I tied this in with the Doomsday argument. You can formulate the Doomsday argument to claim that there are only one or two more generations of humans to ever exist. Then it’s game over.
Or is it?
I encourage you to read up on this fascinating argument and its rebuttals at the above link.
Mark and recapture
In the second block, I describe a method from ecology which has found applications in many other fields. Ecologists often want to estimate population sizes of plant or animal species. How do you do it with animals which always move around and also all look the same?
You capture some, mark them (e.g. by putting a ring on a bird’s leg), and release them. Then you come back a week later, giving enough time to the marked and unmarked animals to mix together. You capture some, and compute what proportion of the captured animals had a tag in your second sample. If you tagged eight birds originally, and in your second sample one fifth of the birds are tagged, then you can expect that there are roughly five times eight birds in total in this population. This technique has various names: mark and recapture, capture-mark-recapture, sight-resight, mark-release-recapture, Lincoln–Petersen method, and variants thereof.

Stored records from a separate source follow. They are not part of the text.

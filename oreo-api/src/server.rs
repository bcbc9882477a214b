use crate::handlers;
use axum::routing::{delete, get, post, put};
use axum::Router as AxumRouter;
use oreo_auth::Oreo;
use oreo_core::config::AdminConfig;
use std::sync::Arc;
use tower_http::cors::{Any, CorsLayer};
use tracing::info;

/// Shared state for the auth REST boundary.
#[derive(Clone)]
pub struct AppState {
    pub oreo: Arc<Oreo>,
}

/// Build the boundary router, mounted at `{prefix}/oreo/auth`.
pub fn build_auth_router(state: AppState, prefix: &str) -> AxumRouter {
    let api = AxumRouter::new()
        // routes
        .route("/route", get(handlers::routes::route_list))
        .route("/route", post(handlers::routes::add_routes))
        .route("/route", put(handlers::routes::update_route_desc))
        .route("/route", delete(handlers::routes::del_route))
        .route("/route/method", get(handlers::routes::data_auth_routes))
        .route("/route/method", put(handlers::routes::enable_data_auth))
        .route("/route/method", post(handlers::routes::disable_data_auth))
        .route("/route/method", delete(handlers::routes::del_route_method))
        .route("/route/method/desc", put(handlers::routes::update_route_method_desc))
        .route("/route/info", get(handlers::routes::query_route_info))
        // roles
        .route("/role", get(handlers::roles::role_route_diff))
        .route("/role", post(handlers::roles::add_role))
        .route("/role", delete(handlers::roles::del_role))
        .route("/role/user", get(handlers::roles::query_user_roles))
        .route("/role/user", post(handlers::roles::add_role_users))
        .route("/role/user", put(handlers::roles::del_role_users))
        .route("/role/info", get(handlers::roles::query_role_info))
        .route("/role/info", put(handlers::roles::set_default_role))
        .route("/role/info", post(handlers::roles::update_role_type_desc))
        // users
        .route("/user", get(handlers::users::query_user_info))
        .route("/user", put(handlers::users::query_user_info_simple))
        .route("/user/sign", get(handlers::users::user_own_signs))
        .route("/user/sign", post(handlers::users::add_user_sign_key))
        .route("/user/sign", put(handlers::users::update_user_sign_key))
        .route("/user/role", get(handlers::users::user_own_roles))
        // sign grants
        .route("/sign", get(handlers::signs::query_sign))
        .route("/sign", post(handlers::signs::add_sign))
        .route("/sign", put(handlers::signs::copy_sign))
        .route("/sign", delete(handlers::signs::del_sign))
        .route("/sign/users", get(handlers::signs::sign_diff_global))
        .route("/sign/users", put(handlers::signs::append_sign_uri))
        .route("/sign/users", post(handlers::signs::remove_sign_uri));

    AxumRouter::new()
        .nest(&format!("{}/oreo/auth", prefix.trim_end_matches('/')), api)
        .with_state(state)
}

/// Serve the boundary on the configured listener.
pub async fn start(config: &AdminConfig, state: AppState, prefix: &str) -> anyhow::Result<()> {
    if !config.enabled {
        info!("auth REST boundary disabled");
        return Ok(());
    }

    let mut app = build_auth_router(state, prefix);

    if !config.cors_origins.is_empty() {
        let cors = CorsLayer::new()
            .allow_methods(Any)
            .allow_headers(Any)
            .allow_origin(Any);
        app = app.layer(cors);
    }

    info!(addr = %config.addr, "starting auth REST boundary");

    let listener = tokio::net::TcpListener::bind(config.addr).await?;
    axum::serve(listener, app).await?;

    Ok(())
}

The beauty of this method is its broad applicability. What you really need is that individuals in the population have some unique identifier (like the ring on a bird with a unique number). If we talk about people, it can be simply their names. You have to sample them twice in two independent (`orthogonal’) sampling campaigns. Then you compare the two samples and focus particularly on how many individuals were present in both samples. The two samplings can take place simultaneously. The trick is not to separate them in time but to make them independent from one another.

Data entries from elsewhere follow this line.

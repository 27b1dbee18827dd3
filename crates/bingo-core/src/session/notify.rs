//! Outbound notifications for a presentation layer.

use std::sync::mpsc::Sender;

use tracing::{debug, info, warn};

use crate::economy::Purchase;
use crate::game::Difficulty;
use crate::session::SessionSnapshot;

#[derive(Debug, Clone, Copy, PartialEq, Eq, PartialOrd, Ord)]
pub enum Severity {
    Debug,
    Info,
    Warning,
}

/// Something the UI may want to show. Never requires acknowledgement.
#[derive(Debug, Clone, PartialEq)]
pub enum Notification {
    /// Emitted after every state transition or board mutation
    StateChanged(Box<SessionSnapshot>),
    SessionStarted { difficulty: Difficulty, cost: u64 },
    SessionCompleted { difficulty: Difficulty, runs: usize },
    SessionCancelled { difficulty: Difficulty },
    InsufficientPoints { purchase: Purchase, cost: u64, balance: u64 },
}

impl Notification {
    pub fn severity(&self) -> Severity {
        match self {
            Self::StateChanged(_) => Severity::Debug,
            Self::InsufficientPoints { .. } => Severity::Warning,
            _ => Severity::Info,
        }
    }

    pub fn message(&self) -> String {
        match self {
            Self::StateChanged(snapshot) => format!(
                "State changed: running={}, balance={}",
                snapshot.running, snapshot.balance
            ),
            Self::SessionStarted { difficulty, cost } => {
                format!("Bingo started on {} for {} points", difficulty, cost)
            }
            Self::SessionCompleted { difficulty, runs } => {
                format!("Bingo! {} board completed after {} runs", difficulty, runs)
            }
            Self::SessionCancelled { difficulty } => format!("{} bingo cancelled", difficulty),
            Self::InsufficientPoints {
                purchase,
                cost,
                balance,
            } => format!(
                "Not enough bingo points for {}: need {}, have {}",
                purchase, cost, balance
            ),
        }
    }
}

/// Receives session notifications
pub trait Notifier: Send {
    fn notify(&self, notification: Notification);
}

/// Writes notifications to the log at their severity
#[derive(Debug, Default, Clone, Copy)]
pub struct TracingNotifier;

impl Notifier for TracingNotifier {
    fn notify(&self, notification: Notification) {
        match notification.severity() {
            Severity::Debug => debug!("{}", notification.message()),
            Severity::Info => info!("{}", notification.message()),
            Severity::Warning => warn!("{}", notification.message()),
        }
    }
}

/// Forwards notifications to a channel, e.g. a UI thread
#[derive(Debug, Clone)]
pub struct ChannelNotifier {
    tx: Sender<Notification>,
}

impl ChannelNotifier {
    pub fn new(tx: Sender<Notification>) -> Self {
        Self { tx }
    }
}

impl Notifier for ChannelNotifier {
    fn notify(&self, notification: Notification) {
        // A closed receiver means nobody is listening any more
        if self.tx.send(notification).is_err() {
            debug!("Notification receiver dropped");
        }
    }
}

#[derive(Debug, Default, Clone, Copy)]
pub struct NullNotifier;

impl Notifier for NullNotifier {
    fn notify(&self, _notification: Notification) {}
}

One remarkable example of its sophisticated application is described by Sir Bernard Silverman in an 11-minute TEDx talk Modern slavery: the size of the problem. He was Chief Scientific Advisor to the UK Home Office between 2010-2017, and was formerly statistics professor at different universities, including my alma mater, the Department of Statistics at the University of Oxford. If you click through, you can still be one of the first thousand viewers of this video.
I also took this opportunity to talk about sampling biases: about selection bias and survivorship bias. (Click for the famous diagram of an aeroplane with hits by enemy fire or here for a popular science account. With that, we are back at statistical problems studied by the Allies during World War II!) It is important for any data analyst to be aware of such pitfalls in order to avoid them.
If you go to a job interview, you might well face a question like `How many petrol stations are there in the capital?’, with the interviewer requiring you to estimate it on the spot using only information that you can recollect from memory. There is a standard way of solving this by breaking it down to factors. I explain this in the podcast, with a special focus on why it works and how well you can expect it to work.
Asking a mathematician to do products is like asking an artistic painter to whitewash a bathroom. If I were in that job interview, I would tell them all about the Fermi problem but I would try to weasel out of the risky business of multiplying actual numbers…
One famous application of this technique is the Drake equation, which serves as the foundation of a research programme to guesstimate whether there exists extraterrestrial intelligence. In the podcast I recommended a great summary about the Fermi paradox on Tim Urban’s Wait but Why blog, which is, similarly to the Doomsday argument, a mind-boggling intellectual journey.
So that’s the story of how I became a radio star. You can send chocolate and flowers to my address. Thanks for listening!
One thought on “Being a guest of the Data Science Phil podcast”
excellent article , bence, as always! Thanks for posting.